§ Your task
Using the data below, output the first line and every line after it up to and including the line containing "may fail if", exactly as written and with nothing added.

§ Provided records
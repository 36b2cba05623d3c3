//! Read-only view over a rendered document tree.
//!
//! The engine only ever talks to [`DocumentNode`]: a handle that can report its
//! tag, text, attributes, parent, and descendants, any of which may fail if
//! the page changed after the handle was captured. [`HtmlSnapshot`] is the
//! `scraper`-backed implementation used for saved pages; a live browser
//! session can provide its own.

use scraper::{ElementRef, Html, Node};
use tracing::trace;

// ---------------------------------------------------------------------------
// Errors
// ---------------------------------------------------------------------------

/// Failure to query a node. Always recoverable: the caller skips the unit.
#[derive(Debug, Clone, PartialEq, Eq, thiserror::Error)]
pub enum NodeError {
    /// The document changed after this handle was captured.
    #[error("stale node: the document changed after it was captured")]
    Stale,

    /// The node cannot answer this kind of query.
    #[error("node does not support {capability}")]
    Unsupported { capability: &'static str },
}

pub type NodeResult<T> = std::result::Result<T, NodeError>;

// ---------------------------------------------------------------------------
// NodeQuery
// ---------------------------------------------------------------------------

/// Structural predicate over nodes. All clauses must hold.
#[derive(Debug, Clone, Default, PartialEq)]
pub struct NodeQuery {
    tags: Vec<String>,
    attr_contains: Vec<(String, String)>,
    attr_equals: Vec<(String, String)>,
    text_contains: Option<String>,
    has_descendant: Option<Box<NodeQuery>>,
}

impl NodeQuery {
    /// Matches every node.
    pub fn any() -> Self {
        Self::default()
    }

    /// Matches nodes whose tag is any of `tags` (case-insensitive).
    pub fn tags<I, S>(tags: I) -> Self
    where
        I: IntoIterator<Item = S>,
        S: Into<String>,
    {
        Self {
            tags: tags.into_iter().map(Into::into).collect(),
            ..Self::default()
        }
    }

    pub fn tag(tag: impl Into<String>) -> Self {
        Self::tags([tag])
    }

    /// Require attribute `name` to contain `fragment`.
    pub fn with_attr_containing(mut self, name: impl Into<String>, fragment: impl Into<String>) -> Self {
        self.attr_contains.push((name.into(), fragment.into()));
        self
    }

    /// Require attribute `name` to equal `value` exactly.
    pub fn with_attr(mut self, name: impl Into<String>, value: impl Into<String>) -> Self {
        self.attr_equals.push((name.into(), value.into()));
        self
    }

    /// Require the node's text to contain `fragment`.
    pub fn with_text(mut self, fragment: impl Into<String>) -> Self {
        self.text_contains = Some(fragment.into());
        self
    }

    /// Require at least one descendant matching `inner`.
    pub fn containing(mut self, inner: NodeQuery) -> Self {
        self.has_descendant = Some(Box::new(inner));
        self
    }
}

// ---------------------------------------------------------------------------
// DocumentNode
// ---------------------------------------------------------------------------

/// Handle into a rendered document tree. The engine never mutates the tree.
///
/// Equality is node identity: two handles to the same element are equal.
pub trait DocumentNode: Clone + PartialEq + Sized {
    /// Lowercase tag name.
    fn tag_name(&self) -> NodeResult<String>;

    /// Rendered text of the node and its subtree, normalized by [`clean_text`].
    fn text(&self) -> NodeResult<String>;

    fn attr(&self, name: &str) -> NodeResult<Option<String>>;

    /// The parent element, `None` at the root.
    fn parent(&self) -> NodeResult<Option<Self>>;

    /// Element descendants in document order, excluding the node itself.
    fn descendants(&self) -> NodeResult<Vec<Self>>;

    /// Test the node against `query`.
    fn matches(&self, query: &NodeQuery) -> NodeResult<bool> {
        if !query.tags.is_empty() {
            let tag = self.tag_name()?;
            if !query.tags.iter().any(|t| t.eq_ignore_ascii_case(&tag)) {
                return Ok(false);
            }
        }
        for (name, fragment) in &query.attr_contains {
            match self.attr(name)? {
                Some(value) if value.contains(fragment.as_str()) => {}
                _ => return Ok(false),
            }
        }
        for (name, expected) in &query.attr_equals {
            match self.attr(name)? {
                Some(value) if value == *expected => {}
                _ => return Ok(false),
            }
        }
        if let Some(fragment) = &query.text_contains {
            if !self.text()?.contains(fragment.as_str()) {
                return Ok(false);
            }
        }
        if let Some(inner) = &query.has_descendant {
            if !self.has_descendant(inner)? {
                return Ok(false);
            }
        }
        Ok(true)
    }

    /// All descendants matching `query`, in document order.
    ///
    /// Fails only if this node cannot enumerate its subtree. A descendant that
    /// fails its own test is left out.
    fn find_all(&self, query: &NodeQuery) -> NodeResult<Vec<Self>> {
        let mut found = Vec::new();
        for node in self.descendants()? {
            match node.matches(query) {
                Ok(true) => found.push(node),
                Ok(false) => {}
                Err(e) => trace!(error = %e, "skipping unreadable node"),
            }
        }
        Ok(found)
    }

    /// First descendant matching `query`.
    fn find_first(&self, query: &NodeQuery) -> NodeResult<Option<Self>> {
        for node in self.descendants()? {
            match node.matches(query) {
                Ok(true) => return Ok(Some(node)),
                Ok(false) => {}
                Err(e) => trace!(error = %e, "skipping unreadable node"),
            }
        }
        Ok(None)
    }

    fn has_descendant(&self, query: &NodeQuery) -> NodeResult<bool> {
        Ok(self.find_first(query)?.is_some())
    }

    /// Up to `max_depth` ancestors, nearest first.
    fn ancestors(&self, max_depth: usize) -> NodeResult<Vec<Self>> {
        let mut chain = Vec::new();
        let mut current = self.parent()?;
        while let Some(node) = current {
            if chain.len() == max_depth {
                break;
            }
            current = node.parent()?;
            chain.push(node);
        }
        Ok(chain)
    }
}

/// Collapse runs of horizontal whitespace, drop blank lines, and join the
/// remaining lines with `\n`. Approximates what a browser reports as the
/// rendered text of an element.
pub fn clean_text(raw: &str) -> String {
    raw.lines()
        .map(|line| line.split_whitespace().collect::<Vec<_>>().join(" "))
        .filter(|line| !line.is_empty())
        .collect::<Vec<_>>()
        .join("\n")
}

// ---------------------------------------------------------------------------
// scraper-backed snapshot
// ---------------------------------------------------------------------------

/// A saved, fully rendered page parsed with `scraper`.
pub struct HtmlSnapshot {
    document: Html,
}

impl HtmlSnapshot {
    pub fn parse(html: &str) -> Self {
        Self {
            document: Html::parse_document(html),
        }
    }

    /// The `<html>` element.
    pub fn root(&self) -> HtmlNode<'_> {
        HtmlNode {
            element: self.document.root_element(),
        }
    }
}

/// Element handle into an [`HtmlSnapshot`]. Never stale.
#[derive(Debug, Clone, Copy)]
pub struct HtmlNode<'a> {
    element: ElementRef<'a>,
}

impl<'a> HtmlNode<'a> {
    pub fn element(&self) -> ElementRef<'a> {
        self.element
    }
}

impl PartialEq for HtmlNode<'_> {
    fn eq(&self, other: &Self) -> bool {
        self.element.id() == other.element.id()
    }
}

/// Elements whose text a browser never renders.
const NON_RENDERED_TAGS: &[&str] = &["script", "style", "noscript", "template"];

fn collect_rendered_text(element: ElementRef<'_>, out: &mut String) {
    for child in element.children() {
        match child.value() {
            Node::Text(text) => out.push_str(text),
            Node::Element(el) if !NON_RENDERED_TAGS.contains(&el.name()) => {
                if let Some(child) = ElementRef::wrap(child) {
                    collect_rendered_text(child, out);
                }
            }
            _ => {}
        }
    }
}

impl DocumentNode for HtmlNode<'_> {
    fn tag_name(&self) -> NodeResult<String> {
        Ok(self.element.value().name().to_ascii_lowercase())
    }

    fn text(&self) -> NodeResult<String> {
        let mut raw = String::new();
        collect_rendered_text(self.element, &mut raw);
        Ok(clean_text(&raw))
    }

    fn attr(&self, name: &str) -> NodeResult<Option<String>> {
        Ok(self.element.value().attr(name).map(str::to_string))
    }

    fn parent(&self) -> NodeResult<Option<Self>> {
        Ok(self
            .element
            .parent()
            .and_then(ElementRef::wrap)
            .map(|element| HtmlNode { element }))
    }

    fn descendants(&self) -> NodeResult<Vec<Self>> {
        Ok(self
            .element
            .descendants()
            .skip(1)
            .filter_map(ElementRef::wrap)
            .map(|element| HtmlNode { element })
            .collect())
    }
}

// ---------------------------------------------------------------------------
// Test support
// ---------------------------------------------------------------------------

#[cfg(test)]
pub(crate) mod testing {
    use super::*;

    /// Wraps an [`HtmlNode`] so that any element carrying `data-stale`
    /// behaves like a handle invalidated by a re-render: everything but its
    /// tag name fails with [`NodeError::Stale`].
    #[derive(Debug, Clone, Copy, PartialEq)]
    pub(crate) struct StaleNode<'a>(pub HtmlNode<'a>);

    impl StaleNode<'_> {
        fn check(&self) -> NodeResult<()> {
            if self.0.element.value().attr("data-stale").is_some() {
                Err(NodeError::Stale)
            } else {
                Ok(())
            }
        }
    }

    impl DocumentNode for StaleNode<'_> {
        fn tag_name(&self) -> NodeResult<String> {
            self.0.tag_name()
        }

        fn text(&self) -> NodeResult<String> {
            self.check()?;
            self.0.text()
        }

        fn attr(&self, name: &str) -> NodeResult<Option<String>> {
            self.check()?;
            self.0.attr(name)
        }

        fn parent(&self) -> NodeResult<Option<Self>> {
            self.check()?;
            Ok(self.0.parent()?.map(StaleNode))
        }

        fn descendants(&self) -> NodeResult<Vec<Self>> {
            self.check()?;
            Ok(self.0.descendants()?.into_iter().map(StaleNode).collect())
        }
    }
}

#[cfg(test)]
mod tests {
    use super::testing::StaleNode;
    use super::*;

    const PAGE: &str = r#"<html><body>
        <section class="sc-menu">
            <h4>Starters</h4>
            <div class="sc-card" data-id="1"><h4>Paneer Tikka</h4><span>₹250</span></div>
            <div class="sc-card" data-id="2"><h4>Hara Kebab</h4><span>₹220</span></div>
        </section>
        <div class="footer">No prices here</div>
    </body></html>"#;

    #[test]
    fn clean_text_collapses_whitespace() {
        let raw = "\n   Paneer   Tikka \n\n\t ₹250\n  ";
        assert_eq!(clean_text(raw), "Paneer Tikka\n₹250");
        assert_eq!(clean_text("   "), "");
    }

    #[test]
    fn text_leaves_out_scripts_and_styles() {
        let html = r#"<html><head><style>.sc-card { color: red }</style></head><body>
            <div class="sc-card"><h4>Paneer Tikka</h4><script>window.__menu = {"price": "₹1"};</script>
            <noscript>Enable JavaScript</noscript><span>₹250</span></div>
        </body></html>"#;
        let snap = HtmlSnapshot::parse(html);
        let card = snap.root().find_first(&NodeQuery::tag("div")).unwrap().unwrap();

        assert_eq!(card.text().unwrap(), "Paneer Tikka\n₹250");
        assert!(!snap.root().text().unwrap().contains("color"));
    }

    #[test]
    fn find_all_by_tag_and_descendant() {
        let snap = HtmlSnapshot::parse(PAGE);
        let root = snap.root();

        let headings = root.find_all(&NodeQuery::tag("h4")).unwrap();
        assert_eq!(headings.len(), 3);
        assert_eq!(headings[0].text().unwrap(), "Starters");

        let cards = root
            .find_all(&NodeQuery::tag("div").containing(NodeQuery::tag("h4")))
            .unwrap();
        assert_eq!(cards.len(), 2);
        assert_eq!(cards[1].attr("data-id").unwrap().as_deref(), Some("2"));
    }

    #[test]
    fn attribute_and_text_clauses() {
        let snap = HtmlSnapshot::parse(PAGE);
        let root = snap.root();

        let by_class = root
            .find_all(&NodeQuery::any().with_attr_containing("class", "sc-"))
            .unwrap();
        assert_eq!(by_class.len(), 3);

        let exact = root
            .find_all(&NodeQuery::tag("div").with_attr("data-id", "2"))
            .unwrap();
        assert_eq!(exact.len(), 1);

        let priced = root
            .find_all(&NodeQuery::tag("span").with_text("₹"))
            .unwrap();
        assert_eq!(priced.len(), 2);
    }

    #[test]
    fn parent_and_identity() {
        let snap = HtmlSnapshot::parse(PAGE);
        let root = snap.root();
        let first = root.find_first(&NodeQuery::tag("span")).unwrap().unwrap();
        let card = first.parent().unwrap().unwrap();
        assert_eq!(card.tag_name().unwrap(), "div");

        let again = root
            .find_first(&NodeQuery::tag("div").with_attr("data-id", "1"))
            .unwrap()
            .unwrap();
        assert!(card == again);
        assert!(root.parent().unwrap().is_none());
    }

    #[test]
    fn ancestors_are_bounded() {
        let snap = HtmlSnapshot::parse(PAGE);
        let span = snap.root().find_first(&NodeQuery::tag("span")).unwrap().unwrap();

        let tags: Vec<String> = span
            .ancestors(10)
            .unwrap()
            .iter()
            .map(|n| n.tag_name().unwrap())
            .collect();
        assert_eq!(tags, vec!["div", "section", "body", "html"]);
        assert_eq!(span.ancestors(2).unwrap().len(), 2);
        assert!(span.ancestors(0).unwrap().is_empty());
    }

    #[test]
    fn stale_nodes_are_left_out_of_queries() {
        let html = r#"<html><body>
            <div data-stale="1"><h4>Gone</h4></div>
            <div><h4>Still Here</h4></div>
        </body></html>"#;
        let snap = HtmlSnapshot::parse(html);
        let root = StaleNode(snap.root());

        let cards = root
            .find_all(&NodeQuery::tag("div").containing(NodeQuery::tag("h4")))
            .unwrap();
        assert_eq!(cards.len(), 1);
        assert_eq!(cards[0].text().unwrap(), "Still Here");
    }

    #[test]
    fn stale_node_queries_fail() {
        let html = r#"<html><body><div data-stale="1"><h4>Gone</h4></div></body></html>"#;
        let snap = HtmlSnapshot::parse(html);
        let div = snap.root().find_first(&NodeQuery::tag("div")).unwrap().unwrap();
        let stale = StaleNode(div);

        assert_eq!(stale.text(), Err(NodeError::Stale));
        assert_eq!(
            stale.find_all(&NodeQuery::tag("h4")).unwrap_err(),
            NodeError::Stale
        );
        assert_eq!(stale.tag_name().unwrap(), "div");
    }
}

§ Written answer
repository 36b2cba05623d3c3
//! Read-only view over a rendered document tree.
//!
//! The engine only ever talks to [`DocumentNode`]: a handle that can report its
//! tag, text, attributes, parent, and descendants, any of which may fail if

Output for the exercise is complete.